Sometimes I’m in love with them, but other times they wear a beret. Is it leather? Or wool? They wear this beret, and they are a God. I own a beret; several in fact. I’m often too scared to wear them. I look in the mirror and think to myself, “who do you think you are? You have no right to wear this!”
I want to take up a scalpel and carve up their skin and walk around in it and feel their confidence.
When I’m wearing their skinsuit, I will inevitably learn that they’re just as laden with queer anxiety as I am, only with nicer shoes.
I will see how I worshipped a version of their queerness. I will leave the skinsuit on because no matter how much shame is compounded into our two bodies, it’s good to have nice shoes.
I’m on the train and a friend tells me that one day people will be inspired to envy me also. I’m not sure if this is a nice thing to say. My friend tells me someone probably already feels this way. That guy sitting on the bus; the older gay work colleague; some kid at the supermarket; or a very, very close friend who doesn’t want to make it weird by saying so.
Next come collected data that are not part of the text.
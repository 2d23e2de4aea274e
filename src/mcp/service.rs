//! MCP service implementation using rmcp.
//!
//! This module defines the ClickHouseService struct with the ClickHouse tools
//! exposed via the MCP protocol using the rmcp framework's macros. Every tool
//! answers with text; failures are flagged `is_error` but still carry their
//! message as text content.

use crate::db::ClickHouseConnection;
use crate::tools::query::{QueryInput, QueryToolHandler};
use crate::tools::schema::{DescribeTableInput, SchemaToolHandler};
use crate::tools::sql_validator::WritePolicy;
use rmcp::{
    ErrorData as McpError, ServerHandler,
    handler::server::tool::ToolRouter,
    handler::server::wrapper::Parameters,
    model::{CallToolResult, Implementation, ProtocolVersion, ServerCapabilities, ServerInfo},
    tool, tool_handler, tool_router,
};
use std::sync::Arc;

#[derive(Clone)]
pub struct ClickHouseService {
    /// Shared connection for all tool calls
    connection: Arc<dyn ClickHouseConnection>,
    /// Whether run_query may execute non-read statements
    policy: WritePolicy,
    /// Tool router for MCP tool dispatch (auto-generated)
    tool_router: ToolRouter<Self>,
}

impl ClickHouseService {
    /// Create a new ClickHouseService instance.
    ///
    /// # Arguments
    ///
    /// * `connection` - Shared ClickHouse connection
    /// * `policy` - Read-only gate applied by `run_query`
    pub fn new(connection: Arc<dyn ClickHouseConnection>, policy: WritePolicy) -> Self {
        Self {
            connection,
            policy,
            tool_router: Self::tool_router(),
        }
    }

    pub fn policy(&self) -> WritePolicy {
        self.policy
    }
}

#[tool_router]
impl ClickHouseService {
    #[tool(
        description = "Execute a SQL query and return formatted results.\nOnly read statements (SELECT, WITH, SHOW, DESCRIBE, EXPLAIN, EXISTS) are accepted unless the server runs with --allow-writes.\nSELECT results start with a header of column names; values are separated by ' | '."
    )]
    pub async fn run_query(
        &self,
        Parameters(input): Parameters<QueryInput>,
    ) -> Result<CallToolResult, McpError> {
        let handler = QueryToolHandler::new(self.connection.clone(), self.policy);
        Ok(handler.run_query(&input.sql).await.into())
    }

    #[tool(description = "List all tables in the current ClickHouse database.")]
    pub async fn list_tables(&self) -> Result<CallToolResult, McpError> {
        let handler = SchemaToolHandler::new(self.connection.clone());
        Ok(handler.list_tables().await.into())
    }

    #[tool(
        description = "Describe the schema of a ClickHouse table.\nReturns column name, type, default type and default expression.\nAccepts 'table' or 'database.table'."
    )]
    pub async fn describe_table(
        &self,
        Parameters(input): Parameters<DescribeTableInput>,
    ) -> Result<CallToolResult, McpError> {
        let handler = SchemaToolHandler::new(self.connection.clone());
        Ok(handler.describe_table(&input.table_name).await.into())
    }
}

#[tool_handler]
impl ServerHandler for ClickHouseService {
    fn get_info(&self) -> ServerInfo {
        let mode = if self.policy.allows_writes() {
            "Writes are enabled: run_query executes any statement."
        } else {
            "The server is read-only: run_query rejects INSERT, ALTER, CREATE, DROP and similar statements."
        };

        ServerInfo {
            protocol_version: ProtocolVersion::V_2025_03_26,
            capabilities: ServerCapabilities::builder().enable_tools().build(),
            server_info: Implementation {
                name: "clickhouse-mcp-server".to_owned(),
                title: Some("ClickHouse MCP Server".to_owned()),
                version: env!("CARGO_PKG_VERSION").to_owned(),
                icons: None,
                website_url: None,
            },
            instructions: Some(format!(
                "Tools for querying a ClickHouse database.\n\
                \n\
                ## Workflow\n\
                1. Call `list_tables` to see the tables in the current database\n\
                2. Call `describe_table` to inspect a table's columns\n\
                3. Call `run_query` with a SELECT statement\n\
                \n\
                ## Results\n\
                All tools return plain text. A result starting with \"❌ Error\" is a failure.\n\
                Column names of a SELECT are derived by appending `LIMIT 0`, so a SELECT that ends \
                in its own LIMIT clause fails; wrap it as `SELECT * FROM (...)` instead.\n\
                \n\
                {mode}"
            )),
        }
    }
}
//! MCP tool implementations.
//!
//! This module contains the ClickHouse tool handlers:
//! - `query`: Execute a statement and render the rows (`run_query`)
//! - `schema`: List tables and describe a table
//! - `sql_validator`: Read-statement classification and the read-only gate
//! - `identifier`: Table name validation
//! - `format`: Text rendering of result sets
//! - `output`: The uniform text result type

pub mod format;
pub mod identifier;
pub mod output;
pub mod query;
pub mod schema;
pub mod sql_validator;

pub use output::{ERROR_MARKER, ToolOutput};
pub use query::{QueryInput, QueryToolHandler};
pub use schema::{DescribeTableInput, SchemaToolHandler};
pub use sql_validator::WritePolicy;
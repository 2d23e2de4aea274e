//! Table identifier validation for schema tools.
//!
//! Table names reach SQL only after passing an allow-list check and being
//! back-quoted, so a name can never close the identifier or start a new
//! statement.

use crate::error::{DbError, DbResult};

/// Maximum length of a single identifier part.
pub const MAX_IDENTIFIER_LEN: usize = 128;

/// A validated `table` or `database.table` reference.
#[derive(Debug, Clone, PartialEq, Eq)]
pub struct TableRef {
    pub database: Option<String>,
    pub table: String,
}

impl TableRef {
    /// Parse and validate a user-supplied table name.
    pub fn parse(name: &str) -> DbResult<Self> {
        let name = name.trim();
        if name.is_empty() {
            return Err(DbError::invalid_input("Table name cannot be empty"));
        }

        let mut parts = name.split('.');
        let first = parts.next().unwrap_or_default();
        let second = parts.next();
        if parts.next().is_some() {
            return Err(DbError::invalid_input(format!(
                "Invalid table name '{name}': expected 'table' or 'database.table'"
            )));
        }

        let (database, table) = match second {
            Some(table) => (Some(first), table),
            None => (None, first),
        };

        if let Some(db) = database {
            validate_part(db, name)?;
        }
        validate_part(table, name)?;

        Ok(Self {
            database: database.map(String::from),
            table: table.to_string(),
        })
    }

    /// Back-quoted form, safe to splice into a statement.
    pub fn quoted(&self) -> String {
        match &self.database {
            Some(db) => format!("`{db}`.`{}`", self.table),
            None => format!("`{}`", self.table),
        }
    }
}

fn validate_part(part: &str, full: &str) -> DbResult<()> {
    if part.is_empty() {
        return Err(DbError::invalid_input(format!(
            "Invalid table name '{full}': empty identifier"
        )));
    }
    if part.len() > MAX_IDENTIFIER_LEN {
        return Err(DbError::invalid_input(format!(
            "Invalid table name: identifier longer than {MAX_IDENTIFIER_LEN} characters"
        )));
    }
    if !part.chars().all(|c| c.is_ascii_alphanumeric() || c == '_') {
        return Err(DbError::invalid_input(format!(
            "Invalid characters in table name '{full}': only letters, digits and '_' are allowed"
        )));
    }
    Ok(())
}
I know they’re right – I’m not just the observer, but also the observed. I think about the version of myself that others might see, and I tell myself that being envied is not a marker of queer success.
My friend tells me to be conscious of my own visibility. My envy is just one tiny part of a massive, beautiful, ugly orgy. (That I wasn’t invited to).
Mason Wood is a writer in Naarm. He is published in Voiceworks and others. He is a recipient of the Wheeler Centre Hot Desk Fellowship 2022. He is currently the Marketing Manager of Going Down Swinging.